(Saved data entries)
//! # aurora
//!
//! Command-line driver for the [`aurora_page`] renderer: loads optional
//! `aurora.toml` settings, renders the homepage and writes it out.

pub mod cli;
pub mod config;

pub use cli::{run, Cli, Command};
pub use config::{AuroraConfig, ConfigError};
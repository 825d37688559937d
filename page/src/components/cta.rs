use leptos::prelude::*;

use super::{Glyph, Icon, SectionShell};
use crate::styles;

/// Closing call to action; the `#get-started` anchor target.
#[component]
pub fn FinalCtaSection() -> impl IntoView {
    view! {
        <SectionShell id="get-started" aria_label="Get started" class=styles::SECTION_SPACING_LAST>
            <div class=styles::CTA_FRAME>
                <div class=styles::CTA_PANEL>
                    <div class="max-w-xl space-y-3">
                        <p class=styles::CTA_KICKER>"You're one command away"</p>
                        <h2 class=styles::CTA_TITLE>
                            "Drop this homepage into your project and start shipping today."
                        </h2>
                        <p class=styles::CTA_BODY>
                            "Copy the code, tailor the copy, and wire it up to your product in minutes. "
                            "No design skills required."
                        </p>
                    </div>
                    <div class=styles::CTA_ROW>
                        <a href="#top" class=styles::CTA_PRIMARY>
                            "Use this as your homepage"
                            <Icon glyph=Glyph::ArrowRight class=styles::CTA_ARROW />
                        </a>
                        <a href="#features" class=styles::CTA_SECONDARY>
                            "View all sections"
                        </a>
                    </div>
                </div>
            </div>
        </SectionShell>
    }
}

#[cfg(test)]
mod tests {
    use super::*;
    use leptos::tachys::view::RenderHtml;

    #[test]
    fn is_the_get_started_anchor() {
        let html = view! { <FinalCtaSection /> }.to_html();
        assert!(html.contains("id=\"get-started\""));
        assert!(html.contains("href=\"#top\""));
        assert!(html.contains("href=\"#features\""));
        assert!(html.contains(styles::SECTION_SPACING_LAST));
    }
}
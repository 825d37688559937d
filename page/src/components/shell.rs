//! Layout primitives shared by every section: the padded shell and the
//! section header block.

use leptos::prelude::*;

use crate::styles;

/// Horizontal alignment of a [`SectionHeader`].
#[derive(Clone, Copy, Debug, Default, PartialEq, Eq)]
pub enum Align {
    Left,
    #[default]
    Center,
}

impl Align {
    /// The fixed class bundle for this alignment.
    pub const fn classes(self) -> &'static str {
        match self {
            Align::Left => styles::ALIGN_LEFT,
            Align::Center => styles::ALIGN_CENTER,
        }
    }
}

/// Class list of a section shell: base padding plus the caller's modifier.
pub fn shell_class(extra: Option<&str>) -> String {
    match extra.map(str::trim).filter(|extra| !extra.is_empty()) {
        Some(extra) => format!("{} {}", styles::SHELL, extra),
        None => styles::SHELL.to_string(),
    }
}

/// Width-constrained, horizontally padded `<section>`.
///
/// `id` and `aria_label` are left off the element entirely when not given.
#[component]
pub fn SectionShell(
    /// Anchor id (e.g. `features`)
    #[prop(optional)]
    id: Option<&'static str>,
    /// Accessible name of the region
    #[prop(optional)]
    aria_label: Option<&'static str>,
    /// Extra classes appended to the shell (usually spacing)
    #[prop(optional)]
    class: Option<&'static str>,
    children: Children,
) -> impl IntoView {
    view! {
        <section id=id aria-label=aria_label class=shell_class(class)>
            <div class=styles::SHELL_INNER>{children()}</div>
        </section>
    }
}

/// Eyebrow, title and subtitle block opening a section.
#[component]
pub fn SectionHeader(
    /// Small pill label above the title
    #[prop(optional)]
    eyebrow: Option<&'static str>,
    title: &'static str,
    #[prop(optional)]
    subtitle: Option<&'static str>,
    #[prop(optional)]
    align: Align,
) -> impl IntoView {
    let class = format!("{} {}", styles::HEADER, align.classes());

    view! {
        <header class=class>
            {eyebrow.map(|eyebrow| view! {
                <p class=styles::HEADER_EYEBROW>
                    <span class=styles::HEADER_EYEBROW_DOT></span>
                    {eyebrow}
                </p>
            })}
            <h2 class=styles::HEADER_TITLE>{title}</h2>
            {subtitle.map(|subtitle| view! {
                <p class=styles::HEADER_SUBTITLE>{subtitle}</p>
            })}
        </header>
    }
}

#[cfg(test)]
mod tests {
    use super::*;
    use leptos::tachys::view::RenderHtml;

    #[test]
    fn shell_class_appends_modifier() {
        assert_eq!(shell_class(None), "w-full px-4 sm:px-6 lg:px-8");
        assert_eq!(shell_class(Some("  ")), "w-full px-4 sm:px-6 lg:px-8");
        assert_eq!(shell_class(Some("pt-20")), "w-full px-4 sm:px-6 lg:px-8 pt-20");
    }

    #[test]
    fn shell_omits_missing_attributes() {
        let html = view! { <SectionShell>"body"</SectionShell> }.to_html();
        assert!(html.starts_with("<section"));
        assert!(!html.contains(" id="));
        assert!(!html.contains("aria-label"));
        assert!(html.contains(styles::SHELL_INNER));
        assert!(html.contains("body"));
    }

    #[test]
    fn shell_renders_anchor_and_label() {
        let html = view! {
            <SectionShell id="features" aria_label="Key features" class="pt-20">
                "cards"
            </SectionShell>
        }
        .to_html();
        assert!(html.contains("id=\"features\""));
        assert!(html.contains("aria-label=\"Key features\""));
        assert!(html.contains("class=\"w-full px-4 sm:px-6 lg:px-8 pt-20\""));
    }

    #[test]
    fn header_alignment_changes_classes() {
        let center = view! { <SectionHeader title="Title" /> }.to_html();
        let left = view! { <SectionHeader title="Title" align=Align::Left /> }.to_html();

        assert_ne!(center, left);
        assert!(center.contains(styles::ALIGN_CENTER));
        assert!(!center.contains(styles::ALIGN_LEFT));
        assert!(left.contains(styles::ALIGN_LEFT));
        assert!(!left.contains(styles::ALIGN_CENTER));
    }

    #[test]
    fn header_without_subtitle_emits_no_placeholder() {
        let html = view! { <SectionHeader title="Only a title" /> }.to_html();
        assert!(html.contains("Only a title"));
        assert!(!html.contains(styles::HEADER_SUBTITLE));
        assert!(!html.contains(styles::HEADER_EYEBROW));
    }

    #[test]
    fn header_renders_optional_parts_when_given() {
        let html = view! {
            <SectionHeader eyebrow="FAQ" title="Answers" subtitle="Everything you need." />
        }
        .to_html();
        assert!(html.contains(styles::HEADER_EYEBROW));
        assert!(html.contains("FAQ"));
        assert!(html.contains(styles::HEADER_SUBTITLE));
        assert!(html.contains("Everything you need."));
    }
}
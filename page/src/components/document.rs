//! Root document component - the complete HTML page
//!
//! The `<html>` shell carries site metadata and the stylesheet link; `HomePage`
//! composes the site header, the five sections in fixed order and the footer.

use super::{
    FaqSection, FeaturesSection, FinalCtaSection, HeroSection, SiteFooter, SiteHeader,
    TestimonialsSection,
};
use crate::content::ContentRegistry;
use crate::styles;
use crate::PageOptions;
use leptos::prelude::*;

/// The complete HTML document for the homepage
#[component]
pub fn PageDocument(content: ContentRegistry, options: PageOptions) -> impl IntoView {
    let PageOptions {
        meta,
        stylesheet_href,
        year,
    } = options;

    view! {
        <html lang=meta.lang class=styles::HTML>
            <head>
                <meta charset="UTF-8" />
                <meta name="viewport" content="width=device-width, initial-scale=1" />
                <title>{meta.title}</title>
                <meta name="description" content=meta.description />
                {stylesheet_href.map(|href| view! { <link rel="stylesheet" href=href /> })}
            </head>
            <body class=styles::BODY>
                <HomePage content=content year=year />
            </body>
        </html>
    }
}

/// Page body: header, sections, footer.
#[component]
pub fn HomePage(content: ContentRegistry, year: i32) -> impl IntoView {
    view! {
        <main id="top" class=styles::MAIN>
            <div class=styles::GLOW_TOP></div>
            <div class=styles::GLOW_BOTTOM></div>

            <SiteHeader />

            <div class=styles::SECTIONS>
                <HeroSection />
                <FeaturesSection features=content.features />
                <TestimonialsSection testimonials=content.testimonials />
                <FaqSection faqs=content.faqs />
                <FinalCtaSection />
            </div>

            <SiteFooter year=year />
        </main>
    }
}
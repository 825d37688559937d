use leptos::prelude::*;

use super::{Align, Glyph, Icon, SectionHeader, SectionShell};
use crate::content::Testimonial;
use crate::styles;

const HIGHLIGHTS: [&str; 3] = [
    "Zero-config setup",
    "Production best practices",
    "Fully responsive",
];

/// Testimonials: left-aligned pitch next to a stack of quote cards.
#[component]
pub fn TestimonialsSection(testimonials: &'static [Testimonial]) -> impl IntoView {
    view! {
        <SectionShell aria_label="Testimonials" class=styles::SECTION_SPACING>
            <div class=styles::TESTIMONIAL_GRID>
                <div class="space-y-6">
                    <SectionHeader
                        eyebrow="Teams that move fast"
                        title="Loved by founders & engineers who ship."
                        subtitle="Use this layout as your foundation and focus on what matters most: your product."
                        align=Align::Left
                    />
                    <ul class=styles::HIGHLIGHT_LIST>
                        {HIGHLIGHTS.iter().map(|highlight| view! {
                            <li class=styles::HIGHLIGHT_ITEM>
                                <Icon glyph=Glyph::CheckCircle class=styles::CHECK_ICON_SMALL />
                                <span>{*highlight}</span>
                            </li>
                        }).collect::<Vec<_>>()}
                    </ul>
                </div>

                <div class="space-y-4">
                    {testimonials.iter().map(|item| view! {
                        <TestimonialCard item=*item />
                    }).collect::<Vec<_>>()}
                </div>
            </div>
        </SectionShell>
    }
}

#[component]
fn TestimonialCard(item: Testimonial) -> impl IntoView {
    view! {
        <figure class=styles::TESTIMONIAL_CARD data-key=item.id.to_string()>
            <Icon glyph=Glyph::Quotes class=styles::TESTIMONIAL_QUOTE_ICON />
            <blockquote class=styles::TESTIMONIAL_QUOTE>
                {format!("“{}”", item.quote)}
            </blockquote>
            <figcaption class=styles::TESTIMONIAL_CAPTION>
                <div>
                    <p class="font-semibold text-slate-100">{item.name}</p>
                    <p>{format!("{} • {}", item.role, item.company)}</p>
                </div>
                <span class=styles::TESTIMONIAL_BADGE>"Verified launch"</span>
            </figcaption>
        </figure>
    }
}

---

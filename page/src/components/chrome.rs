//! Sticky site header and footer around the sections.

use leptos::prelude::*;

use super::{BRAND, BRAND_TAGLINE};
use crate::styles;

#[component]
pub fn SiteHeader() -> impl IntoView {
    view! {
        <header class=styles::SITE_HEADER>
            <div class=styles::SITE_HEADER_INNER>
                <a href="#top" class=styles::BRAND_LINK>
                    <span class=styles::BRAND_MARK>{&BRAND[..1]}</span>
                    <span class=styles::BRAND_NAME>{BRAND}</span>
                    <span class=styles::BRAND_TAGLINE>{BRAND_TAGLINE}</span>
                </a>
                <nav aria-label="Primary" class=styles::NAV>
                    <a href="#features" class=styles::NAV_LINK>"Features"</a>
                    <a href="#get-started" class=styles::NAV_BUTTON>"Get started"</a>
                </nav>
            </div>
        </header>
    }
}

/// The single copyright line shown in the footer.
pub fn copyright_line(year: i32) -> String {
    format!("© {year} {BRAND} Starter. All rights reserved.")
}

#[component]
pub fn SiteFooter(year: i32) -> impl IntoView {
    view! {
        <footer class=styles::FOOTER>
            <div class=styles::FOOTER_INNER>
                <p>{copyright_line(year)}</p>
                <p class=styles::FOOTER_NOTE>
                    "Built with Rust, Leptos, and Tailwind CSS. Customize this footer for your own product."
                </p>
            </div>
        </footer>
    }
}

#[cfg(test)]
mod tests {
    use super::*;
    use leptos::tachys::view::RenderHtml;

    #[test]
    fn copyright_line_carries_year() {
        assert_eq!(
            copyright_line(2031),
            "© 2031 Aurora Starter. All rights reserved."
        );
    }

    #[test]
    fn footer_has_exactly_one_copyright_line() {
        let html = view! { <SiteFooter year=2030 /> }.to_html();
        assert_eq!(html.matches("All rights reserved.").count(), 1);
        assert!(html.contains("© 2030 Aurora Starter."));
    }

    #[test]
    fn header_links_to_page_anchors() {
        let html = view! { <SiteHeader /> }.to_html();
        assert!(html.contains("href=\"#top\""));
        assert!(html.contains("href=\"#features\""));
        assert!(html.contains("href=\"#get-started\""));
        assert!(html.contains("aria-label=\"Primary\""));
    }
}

▸ Your instructions
If a line of the records above holds the word "IntoView", show it.

▸ Output of the exercise
pub fn FinalCtaSection() -> impl IntoView {
) -> impl IntoView {
) -> impl IntoView {
pub fn PageDocument(content: ContentRegistry, options: PageOptions) -> impl IntoView {
pub fn HomePage(content: ContentRegistry, year: i32) -> impl IntoView {
pub fn TestimonialsSection(testimonials: &'static [Testimonial]) -> impl IntoView {
fn TestimonialCard(item: Testimonial) -> impl IntoView {
pub fn SiteHeader() -> impl IntoView {
pub fn SiteFooter(year: i32) -> impl IntoView {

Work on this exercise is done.